Thursday, April 23, 2009

More on Oracle-Sun

The Oracle-Sun bandwagon rolls on and there are still more questions than answers. The Guardian asks some of them: Will Oracle kill MySQL? Will it continue Sun's drive towards open source? Can Oracle cope with being a hardware company? Why is Larry still so driven?

Elsewhere Business Week asks a similar set of questions plus some sharper ones for the individuals involved: How many Sun workers will lose their jobs? Is a culture clash coming? Or, as the Guardian's Jack Schofield observes, Sun's customers may feel they have "gone from My Little Pony to Ming the Merciless".

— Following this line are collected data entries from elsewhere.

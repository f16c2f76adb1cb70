//! Text-rewriting shortcuts. Each one reads the surface text, rewrites it, pushes the result
//! to the surface and commits it, even when the rewrite left the text unchanged.

use super::{ActionContext, DispatchResult};
use core_keymap::Shortcut;
use core_surface::{EventLogSink, TextSurface};
use core_text::{indent_line_at, newline_with_indent, outdent_line_at, toggle_comment_at};
use core_timer::Scheduler;

/// Pure rewrite for an editing shortcut; `None` for shortcuts that do not edit text.
pub(crate) fn rewrite(shortcut: Shortcut, text: &str, cursor: usize) -> Option<String> {
    let next = match shortcut {
        Shortcut::Indent => indent_line_at(text, cursor),
        Shortcut::Outdent => outdent_line_at(text, cursor),
        Shortcut::EnterIndent => newline_with_indent(text, cursor),
        Shortcut::ToggleComment => toggle_comment_at(text, cursor),
        _ => return None,
    };
    Some(next)
}

pub(crate) fn handle_edit<S, L, T>(
    shortcut: Shortcut,
    cursor: usize,
    ctx: &mut ActionContext<'_, S, L, T>,
) -> DispatchResult
where
    S: TextSurface + ?Sized,
    L: EventLogSink + ?Sized,
    T: Scheduler + ?Sized,
{
    let text = ctx.surface.current_text();
    let Some(next) = rewrite(shortcut, &text, cursor) else {
        return DispatchResult::pass_through();
    };
    tracing::trace!(target: "actions.dispatch", ?shortcut, changed = (next != text), "edit");
    ctx.surface.replace_text(&next);
    ctx.state.history.commit(next);
    DispatchResult::edited()
}
use std::collections::BTreeMap;
use std::time::Duration;

use tracing::trace;

use crate::{Scheduler, TimerFired, TimerHandle, TimerKind};

/// Scheduler driven by an explicit clock.
///
/// Time only moves through [`advance_to`](Self::advance_to) / [`advance_by`](Self::advance_by),
/// which return the timers that became due, ordered by deadline and then by scheduling order.
#[derive(Debug, Default)]
pub struct VirtualScheduler {
    now: Duration,
    next_id: u64,
    /// Keyed by (deadline, handle); handles grow monotonically so ties keep scheduling order.
    pending: BTreeMap<(Duration, TimerHandle), TimerKind>,
}

impl VirtualScheduler {
    pub fn new() -> Self {
        Self::default()
    }

    pub fn now(&self) -> Duration {
        self.now
    }

    pub fn pending_count(&self) -> usize {
        self.pending.len()
    }

    pub fn is_pending(&self, handle: TimerHandle) -> bool {
        self.pending.keys().any(|(_, h)| *h == handle)
    }

    /// Deadline of the earliest armed timer.
    pub fn next_deadline(&self) -> Option<Duration> {
        self.pending.keys().next().map(|(deadline, _)| *deadline)
    }

    /// Move the clock to `target` and return every timer due at or before it. A target in the
    /// past leaves the clock where it is.
    pub fn advance_to(&mut self, target: Duration) -> Vec<TimerFired> {
        let mut fired = Vec::new();
        while let Some(entry) = self.pending.first_entry() {
            let (deadline, handle) = *entry.key();
            if deadline > target {
                break;
            }
            let kind = entry.remove();
            self.now = self.now.max(deadline);
            trace!(target: "timer", %handle, ?kind, at_ms = deadline.as_millis() as u64, "virtual_fire");
            fired.push(TimerFired { handle, kind });
        }
        self.now = self.now.max(target);
        fired
    }

    pub fn advance_by(&mut self, delta: Duration) -> Vec<TimerFired> {
        self.advance_to(self.now + delta)
    }
}

impl Scheduler for VirtualScheduler {
    fn schedule(&mut self, delay: Duration, kind: TimerKind) -> TimerHandle {
        self.next_id += 1;
        let handle = TimerHandle(self.next_id);
        let deadline = self.now + delay;
        self.pending.insert((deadline, handle), kind);
        trace!(target: "timer", %handle, ?kind, deadline_ms = deadline.as_millis() as u64, "virtual_schedule");
        handle
    }

    fn cancel(&mut self, handle: TimerHandle) {
        let key = self.pending.keys().find(|(_, h)| *h == handle).copied();
        if let Some(key) = key {
            self.pending.remove(&key);
            trace!(target: "timer", %handle, "virtual_cancel");
        }
    }
}
//! Property checks on a whole session: history size and redo discipline under arbitrary
//! mixes of typing and shortcuts.

mod common;

use common::{press, session, type_text};
use proptest::prelude::*;

#[derive(Debug, Clone)]
enum Step {
    Type(String),
    Tab,
    Undo,
    Redo,
    Save,
}

fn step() -> impl Strategy<Value = Step> {
    prop_oneof![
        "[a-z ]{0,5}".prop_map(Step::Type),
        Just(Step::Tab),
        Just(Step::Undo),
        Just(Step::Redo),
        Just(Step::Save),
    ]
}

proptest! {
    #[test]
    fn history_size_matches_model(steps in proptest::collection::vec(step(), 0..40)) {
        let (mut s, _) = session();
        let mut undo = 1usize;
        let mut redo = 0usize;
        for st in steps {
            match st {
                Step::Type(t) => {
                    type_text(&mut s, &t);
                    undo += 1;
                    redo = 0;
                }
                Step::Tab => {
                    press(&mut s, "Tab");
                    undo += 1;
                    redo = 0;
                }
                Step::Undo => {
                    press(&mut s, "ctrl+z");
                    if undo > 1 {
                        undo -= 1;
                        redo += 1;
                    }
                }
                Step::Redo => {
                    press(&mut s, "ctrl+shift+z");
                    if redo > 0 {
                        redo -= 1;
                        undo += 1;
                    }
                }
                Step::Save => {
                    press(&mut s, "ctrl+s");
                }
            }
            let snap = s.editor_state();
            prop_assert_eq!(snap.history_size, undo);
            prop_assert_eq!(s.state().history.redo_depth(), redo);
            prop_assert_eq!(s.surface().text(), snap.content.as_str());
        }
    }
}
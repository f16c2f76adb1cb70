//! Configuration loading and parsing.
//!
//! Parses `scribe.toml` (or an override path provided by the binary):
//!
//! ```toml
//! [chord]
//! timeout_ms = 2000      # window for the second key of the chord
//!
//! [highlight]
//! debounce_ms = 200      # quiet period before the highlight pass runs
//!
//! [platform]
//! primary_modifier = "auto"   # "auto" | "command" | "control"
//! ```
//!
//! Every field is optional. Unknown fields are ignored so the file can grow without
//! warnings; a file that fails to parse falls back to defaults with a `warn!`.

use anyhow::Result;
use serde::Deserialize;
use std::time::Duration;
use std::{fs, path::PathBuf};
use tracing::{info, warn};

pub const DEFAULT_CHORD_TIMEOUT_MS: u64 = 2000;
pub const DEFAULT_HIGHLIGHT_DEBOUNCE_MS: u64 = 200;

#[derive(Debug, Deserialize, Clone, PartialEq, Eq)]
pub struct ChordConfig {
    #[serde(default = "ChordConfig::default_timeout_ms")]
    pub timeout_ms: u64,
}

impl Default for ChordConfig {
    fn default() -> Self {
        Self {
            timeout_ms: Self::default_timeout_ms(),
        }
    }
}

impl ChordConfig {
    const fn default_timeout_ms() -> u64 {
        DEFAULT_CHORD_TIMEOUT_MS
    }
}

#[derive(Debug, Deserialize, Clone, PartialEq, Eq)]
pub struct HighlightConfig {
    #[serde(default = "HighlightConfig::default_debounce_ms")]
    pub debounce_ms: u64,
}

impl Default for HighlightConfig {
    fn default() -> Self {
        Self {
            debounce_ms: Self::default_debounce_ms(),
        }
    }
}

impl HighlightConfig {
    const fn default_debounce_ms() -> u64 {
        DEFAULT_HIGHLIGHT_DEBOUNCE_MS
    }
}

/// Which key acts as the primary shortcut modifier.
#[derive(Debug, Deserialize, Clone, Copy, PartialEq, Eq, Default)]
#[serde(rename_all = "lowercase")]
pub enum ModifierPreference {
    /// Ask the host platform on every keydown.
    #[default]
    Auto,
    Command,
    Control,
}

#[derive(Debug, Deserialize, Default, Clone, PartialEq, Eq)]
pub struct PlatformConfig {
    #[serde(default)]
    pub primary_modifier: ModifierPreference,
}

#[derive(Debug, Deserialize, Default, Clone, PartialEq, Eq)]
pub struct ConfigFile {
    #[serde(default)]
    pub chord: ChordConfig,
    #[serde(default)]
    pub highlight: HighlightConfig,
    #[serde(default)]
    pub platform: PlatformConfig,
}

#[derive(Debug, Clone, Default)]
pub struct Config {
    pub raw: Option<String>, // original file string (optional)
    pub file: ConfigFile,    // parsed (or default) data
}

/// Best-effort config path: working directory first, then the platform config dir.
pub fn discover() -> PathBuf {
    let local = PathBuf::from("scribe.toml");
    if local.exists() {
        return local;
    }
    if let Some(dir) = dirs::config_dir() {
        return dir.join("scribe").join("scribe.toml");
    }
    PathBuf::from("scribe.toml")
}

pub fn load_from(path: Option<PathBuf>) -> Result<Config> {
    let path = path.unwrap_or_else(discover);
    let Ok(content) = fs::read_to_string(&path) else {
        info!(target: "config", path = %path.display(), "config_absent_using_defaults");
        return Ok(Config::default());
    };
    match toml::from_str::<ConfigFile>(&content) {
        Ok(file) => {
            info!(target: "config", path = %path.display(), "config_loaded");
            Ok(Config {
                raw: Some(content),
                file,
            })
        }
        Err(e) => {
            warn!(target: "config", path = %path.display(), error = %e, "config_parse_failed_using_defaults");
            Ok(Config::default())
        }
    }
}

impl Config {
    /// Parse from an in-memory string (same fallback policy as [`load_from`]).
    pub fn from_toml_str(content: &str) -> Self {
        match toml::from_str::<ConfigFile>(content) {
            Ok(file) => Config {
                raw: Some(content.to_string()),
                file,
            },
            Err(e) => {
                warn!(target: "config", error = %e, "config_parse_failed_using_defaults");
                Config::default()
            }
        }
    }

    /// Chord window; zero is clamped to 1ms.
    pub fn chord_timeout(&self) -> Duration {
        Duration::from_millis(clamp_ms("chord.timeout_ms", self.file.chord.timeout_ms))
    }

    /// Highlight debounce delay; zero is clamped to 1ms.
    pub fn highlight_delay(&self) -> Duration {
        Duration::from_millis(clamp_ms(
            "highlight.debounce_ms",
            self.file.highlight.debounce_ms,
        ))
    }

    pub fn primary_modifier(&self) -> ModifierPreference {
        self.file.platform.primary_modifier
    }
}

fn clamp_ms(field: &'static str, raw: u64) -> u64 {
    if raw == 0 {
        info!(target: "config", field, raw, clamped = 1u64, "timer_delay_clamped");
        1
    } else {
        raw
    }
}
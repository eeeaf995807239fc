//! Codec capability table discovery.

use alloc::string::String;
use alloc::vec::Vec;

use crate::library::{FormatId, NativeCodecLibrary};

/// One enabled codec reported by the native library.
#[derive(Clone, Debug, PartialEq, Eq)]
pub struct CapabilityEntry {
    pub format_id: FormatId,
    pub short_name: String,
    pub description: String,
    /// Lowercase extensions without the leading dot, in library order.
    pub extensions: Vec<String>,
}

/// Enumerate the native format table.
///
/// Disabled plugin slots are skipped. An unloaded library yields an empty
/// table.
pub fn discover(library: &dyn NativeCodecLibrary) -> Vec<CapabilityEntry> {
    if !library.is_loaded() {
        log::warn!("native codec library not loaded; no formats discovered");
        return Vec::new();
    }

    let count = library.format_count();
    let mut entries = Vec::with_capacity(count);
    for index in 0..count {
        if !library.is_enabled(index) {
            log::debug!("format slot {index} disabled, skipping");
            continue;
        }
        let Some(short_name) = library.name_of(index).and_then(|b| decode_ascii(&b)) else {
            log::warn!("format slot {index} has no readable name, skipping");
            continue;
        };
        let description = library
            .description_of(index)
            .and_then(|b| decode_ascii(&b))
            .unwrap_or_default();
        let extensions = library
            .extensions_of(index)
            .and_then(|b| decode_ascii(&b))
            .map(|list| parse_extensions(&list))
            .unwrap_or_default();
        entries.push(CapabilityEntry {
            format_id: FormatId::from_index(index),
            short_name,
            description,
            extensions,
        });
    }
    log::info!("discovered {} of {count} native formats", entries.len());
    entries
}

fn decode_ascii(bytes: &[u8]) -> Option<String> {
    let bytes = match bytes.iter().position(|&b| b == 0) {
        Some(nul) => &bytes[..nul],
        None => bytes,
    };
    if !bytes.is_ascii() {
        return None;
    }
    // ASCII is valid UTF-8
    String::from_utf8(bytes.to_vec()).ok()
}

/// Split a native `"jpg,jif,jpeg"` style list into normalized extensions.
pub(crate) fn parse_extensions(list: &str) -> Vec<String> {
    let mut out: Vec<String> = Vec::new();
    for ext in list.split([',', ';', ' ']) {
        let ext = ext.trim().trim_start_matches("*.").trim_start_matches('.');
        if ext.is_empty() {
            continue;
        }
        let ext = ext.to_ascii_lowercase();
        if !out.contains(&ext) {
            out.push(ext);
        }
    }
    out
}
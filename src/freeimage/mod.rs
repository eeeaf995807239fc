//! FreeImage backend, loaded at runtime.
//!
//! [`FreeImage`] implements [`NativeCodecLibrary`] over the FreeImage C API.
//! The shared library is located with `libloading`; a missing library is
//! reported as [`CodecError::LibraryUnavailable`] and never panics.
//!
//! Each [`BitmapHandle`] maps to a slot holding the bound format, the load or
//! save flags, and (once populated) the `FIBITMAP`. Slots are only
//! bookkeeping: the owning session is the only user of its bitmap.

mod convert;
mod ffi;
mod meta;

pub use ffi::LIBRARY_ENV;

use alloc::string::String;
use alloc::vec::Vec;
use core::ffi::{c_int, c_void};
use core::ptr::{self, NonNull};
use core::sync::atomic::{AtomicU64, Ordering};
use std::collections::HashMap;
use std::ffi::CString;
use std::path::Path;

use parking_lot::Mutex;

use self::convert::NativeShape;
use self::ffi::{Api, FiBitmap, FiMemory, FiMetadata, FiTag};
use crate::error::CodecError;
use crate::library::{
    BitmapHandle, BitmapInfo, Flags, FormatId, Mode, NativeCodecLibrary, ResolveHint,
};
use crate::metadata::Metadata;
use crate::pixel::{PixelBuffer, PixelLayout};

/// An owned `FIBITMAP*`.
struct Dib(NonNull<FiBitmap>);

// SAFETY: a FIBITMAP has no thread affinity; the owning session serializes use.
unsafe impl Send for Dib {}

struct Slot {
    format: c_int,
    flags: c_int,
    dib: Option<Dib>,
}

/// The FreeImage native codec library.
pub struct FreeImage {
    api: Api,
    slots: Mutex<HashMap<u64, Slot>>,
    next_handle: AtomicU64,
}
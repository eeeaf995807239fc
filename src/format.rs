//! Format descriptors, registration and request negotiation.

use alloc::string::String;
use alloc::sync::Arc;
use alloc::vec::Vec;
use core::fmt;

use crate::capability::CapabilityEntry;
use crate::decode::Reader;
use crate::encode::Writer;
use crate::library::{FormatId, Mode, NativeCodecLibrary};
use crate::request::Request;

/// Prefix marking descriptors backed by the native library.
pub const DESCRIPTION_PREFIX: &str = "FI: ";

/// One native codec, as exposed to the image framework.
///
/// Cheap to clone; clones share the capability entry and library.
#[derive(Clone)]
pub struct FormatDescriptor {
    entry: Arc<CapabilityEntry>,
    description: Arc<str>,
    library: Arc<dyn NativeCodecLibrary>,
}

impl FormatDescriptor {
    pub fn new(entry: CapabilityEntry, library: Arc<dyn NativeCodecLibrary>) -> Self {
        let description = alloc::format!("{DESCRIPTION_PREFIX}{}", entry.description);
        Self {
            entry: Arc::new(entry),
            description: description.into(),
            library,
        }
    }

    pub fn name(&self) -> &str {
        &self.entry.short_name
    }

    pub fn description(&self) -> &str {
        &self.description
    }

    pub fn extensions(&self) -> &[String] {
        &self.entry.extensions
    }

    pub fn format_id(&self) -> FormatId {
        self.entry.format_id
    }

    pub fn capability(&self) -> &CapabilityEntry {
        &self.entry
    }

    pub(crate) fn library(&self) -> &dyn NativeCodecLibrary {
        &*self.library
    }

    /// Whether this format should read `request`.
    pub fn can_read(&self, request: &Request) -> bool {
        self.negotiate(request, Mode::Read)
    }

    /// Whether this format should write `request`.
    pub fn can_save(&self, request: &Request) -> bool {
        self.negotiate(request, Mode::Write)
    }

    /// Claim only on an exact match with the library's own resolution, so
    /// other format families keep priority when the answer is unclear.
    fn negotiate(&self, request: &Request, mode: Mode) -> bool {
        if !self.library.is_loaded() || !request.expects_images() {
            return false;
        }
        let resolved = request.resolve_with(mode, |hint| {
            let id = self.library.resolve_format(hint, mode);
            log::trace!("resolved {:?} for {mode:?} to {id:?}", hint.name);
            id
        });
        resolved == Some(self.entry.format_id)
    }

    /// Reader bound to this format.
    pub fn reader(&self) -> Reader<'_> {
        Reader::new(self)
    }

    /// Writer bound to this format.
    pub fn writer(&self) -> Writer<'_> {
        Writer::new(self)
    }
}

impl fmt::Debug for FormatDescriptor {
    fn fmt(&self, f: &mut fmt::Formatter<'_>) -> fmt::Result {
        f.debug_struct("FormatDescriptor")
            .field("name", &self.entry.short_name)
            .field("format_id", &self.entry.format_id)
            .field("extensions", &self.entry.extensions)
            .finish_non_exhaustive()
    }
}

/// Destination for descriptors, owned by the image framework.
pub trait FormatRegistry {
    fn register(&mut self, descriptor: FormatDescriptor);
}

/// Build one descriptor per entry and register each exactly once.
pub fn build_descriptors(
    entries: Vec<CapabilityEntry>,
    library: &Arc<dyn NativeCodecLibrary>,
    registry: &mut dyn FormatRegistry,
) -> Vec<FormatDescriptor> {
    let mut built: Vec<FormatDescriptor> = Vec::with_capacity(entries.len());
    for entry in entries {
        debug_assert!(
            built.iter().all(|d| d.format_id() != entry.format_id),
            "format {} discovered twice",
            entry.format_id
        );
        let descriptor = FormatDescriptor::new(entry, Arc::clone(library));
        log::debug!(
            "registering {} ({}) as {}",
            descriptor.name(),
            descriptor.format_id(),
            descriptor.description()
        );
        registry.register(descriptor.clone());
        built.push(descriptor);
    }
    built
}

/// A simple ordered registry of native formats.
#[derive(Clone, Debug, Default)]
pub struct Formats {
    descriptors: Vec<FormatDescriptor>,
}

impl FormatRegistry for Formats {
    fn register(&mut self, descriptor: FormatDescriptor) {
        self.descriptors.push(descriptor);
    }
}

impl Formats {
    /// Discover `library`'s format table and register a descriptor per codec.
    pub fn discover(library: Arc<dyn NativeCodecLibrary>) -> Self {
        let entries = crate::capability::discover(&*library);
        let mut formats = Formats::default();
        build_descriptors(entries, &library, &mut formats);
        formats
    }

    pub fn len(&self) -> usize {
        self.descriptors.len()
    }

    pub fn is_empty(&self) -> bool {
        self.descriptors.is_empty()
    }

    pub fn iter(&self) -> impl Iterator<Item = &FormatDescriptor> {
        self.descriptors.iter()
    }

    /// Look up by short name, case-insensitively.
    pub fn by_name(&self, name: &str) -> Option<&FormatDescriptor> {
        self.descriptors
            .iter()
            .find(|d| d.name().eq_ignore_ascii_case(name))
    }

    pub fn by_format_id(&self, id: FormatId) -> Option<&FormatDescriptor> {
        self.descriptors.iter().find(|d| d.format_id() == id)
    }

    /// First descriptor that claims `request` for reading.
    pub fn find_reader(&self, request: &Request) -> Option<&FormatDescriptor> {
        self.descriptors.iter().find(|d| d.can_read(request))
    }

    /// First descriptor that claims `request` for writing.
    pub fn find_writer(&self, request: &Request) -> Option<&FormatDescriptor> {
        self.descriptors.iter().find(|d| d.can_save(request))
    }
}
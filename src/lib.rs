//! # zenfreeimage
//!
//! Format negotiation and bitmap lifecycle over a native, handle-based codec
//! library (FreeImage by default).
//!
//! ## How it fits together
//!
//! - [`discover`] enumerates the native format table once, skipping disabled
//!   plugins, and yields one [`CapabilityEntry`] per enabled codec.
//! - [`build_descriptors`] turns each entry into a [`FormatDescriptor`] and
//!   registers it with a [`FormatRegistry`].
//! - [`FormatDescriptor::can_read`] / [`FormatDescriptor::can_save`] claim a
//!   [`Request`] only when the native resolver picks exactly that format. The
//!   resolution is memoized on the request, so asking every descriptor costs
//!   one native probe per mode.
//! - [`Reader`] and [`Writer`] drive a [`BitmapSession`], which owns one
//!   native bitmap handle and releases it on every exit path.
//!
//! If the native library cannot be loaded, the format family is simply
//! empty: [`registry()`] returns no descriptors and nothing panics.
//!
//! ## Non-Goals
//!
//! - Codec implementations (all decoding/encoding is native)
//! - Streaming or partial decode of multi-frame containers
//! - Metadata-only writes
//!
//! ## Usage
//!
//! ```no_run
//! use zenfreeimage::{Request, Unstoppable};
//!
//! let request = Request::from_path("photo.jpg")?;
//! if let Some(format) = zenfreeimage::registry().find_reader(&request) {
//!     let image = format.reader().read_pixels(&request, Unstoppable)?;
//!     println!("{}x{} {:?}", image.width(), image.height(), image.pixels.layout());
//! }
//! # Ok::<(), zenfreeimage::CodecError>(())
//! ```

#![deny(unsafe_code)]

extern crate alloc;

mod capability;
mod decode;
mod encode;
mod error;
mod format;
mod library;
mod limits;
mod metadata;
mod pixel;
mod request;
mod session;

#[cfg(feature = "freeimage")]
#[allow(unsafe_code)]
pub mod freeimage;

use alloc::sync::Arc;
use std::sync::OnceLock;

// Re-exports
pub use capability::{CapabilityEntry, discover};
pub use decode::{DecodedImage, Reader};
pub use encode::{Image, Writer};
pub use enough::{Stop, Unstoppable};
pub use error::CodecError;
pub use format::{DESCRIPTION_PREFIX, FormatDescriptor, FormatRegistry, Formats, build_descriptors};
pub use library::{
    BitmapHandle, BitmapInfo, Flags, FormatId, Mode, NativeCodecLibrary, ResolveHint,
};
pub use limits::Limits;
pub use metadata::{MetaValue, Metadata};
#[cfg(feature = "rgb")]
pub use pixel::TypedPixel;
pub use pixel::{PixelBuffer, PixelLayout};
pub use request::{Expect, Request};
pub use session::{BitmapSession, SessionState};

static REGISTRY: OnceLock<Formats> = OnceLock::new();

/// The process-wide native formats, discovered on first use.
///
/// With the `freeimage` feature this loads FreeImage; if it cannot be loaded
/// (or the feature is off) the registry is empty.
pub fn registry() -> &'static Formats {
    REGISTRY.get_or_init(default_formats)
}

/// Initialize the process-wide registry from `library`.
///
/// Only the first initialization takes effect; later calls (including an
/// earlier implicit [`registry()`]) leave the registry unchanged.
pub fn init_with(library: Arc<dyn NativeCodecLibrary>) -> &'static Formats {
    let mut library = Some(library);
    let formats = REGISTRY.get_or_init(|| match library.take() {
        Some(library) => Formats::discover(library),
        None => Formats::default(),
    });
    if library.is_some() {
        log::debug!("native format registry already initialized; ignoring init_with");
    }
    formats
}

#[cfg(feature = "freeimage")]
fn default_formats() -> Formats {
    match freeimage::FreeImage::load() {
        Ok(library) => Formats::discover(Arc::new(library)),
        Err(e) => {
            log::warn!("FreeImage formats unavailable: {e}");
            Formats::default()
        }
    }
}

#[cfg(not(feature = "freeimage"))]
fn default_formats() -> Formats {
    log::debug!("built without a native backend; no native formats");
    Formats::default()
}
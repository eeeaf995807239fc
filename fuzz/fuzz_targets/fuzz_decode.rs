#![no_main]
use libfuzzer_sys::fuzz_target;
use zenfreeimage::{Limits, Request};

fuzz_target!(|data: &[u8]| {
    let formats = zenfreeimage::registry();
    if formats.is_empty() {
        return;
    }
    let limits = Limits {
        max_pixels: Some(1 << 22),
        max_memory_bytes: Some(1 << 26),
        ..Default::default()
    };
    let request = Request::from_bytes("fuzz", data.to_vec());

    // Sniffed format first, then every other reader: must never panic or leak
    if let Some(format) = formats.find_reader(&request) {
        let _ = format.reader().with_limits(&limits).read_pixels(&request, enough::Unstoppable);
    }
    for format in formats.iter().take(8) {
        let _ = format.reader().with_limits(&limits).read_info(&request, enough::Unstoppable);
    }
});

Schofield describes the Oracle-Sun deal as "IBM's goof". Maybe Big Blue secretly agrees, because it has chosen this week to announce an intensification of its support for PostgreSQL, through its relationship with Enterprise DB. According to Matt Assay, IBM's plan to embed Postgres Plus Advanced Server technology into DB2 9.7 "basically allows applications written for the Oracle database to run on ... IBM's DB2".

In another part of the open source forest, MySQL customers try to figure out whether the deal is good or bad news. Although former MySQL CEO Marten Mickos reckons most of them hadn't noticed that Sun bought MySQL and probably won't care that Oracle now owns Sun. Anyway, IT World has rounded up the debate (including a quote from Pythian's Paul Vallee).

According to Reuters, Steve Ballmer cannot understand the thinking behind the deal: "I have no idea why a software company would buy a hardware company." Well, ignoring the obvious software assets which come with the deal, there are some major benefits to acquiring Sun's expertise in information management systems, as Andrew Orlowski points out. Unsually for commentators in general and The Register in particular, he has some nice things to say about McNealy and Schwartz's stewardship of Sunover the last few years.
"Yet by betting on some clever systems thinking during the down years, and backing their R&D departments to come up with the goods, McSchwartz ensured such disasters were survivable. The result is a lot of in house expertise in virtualisation and threading, that can make a difference with real workloads.

If Oracle isn't completely dumb, it will appreciate quite what an incredible asset it has acquired - because this know-how can help every part of its business. Peoplesoft cost Larry $10.3bn. Sun looks like a bargain."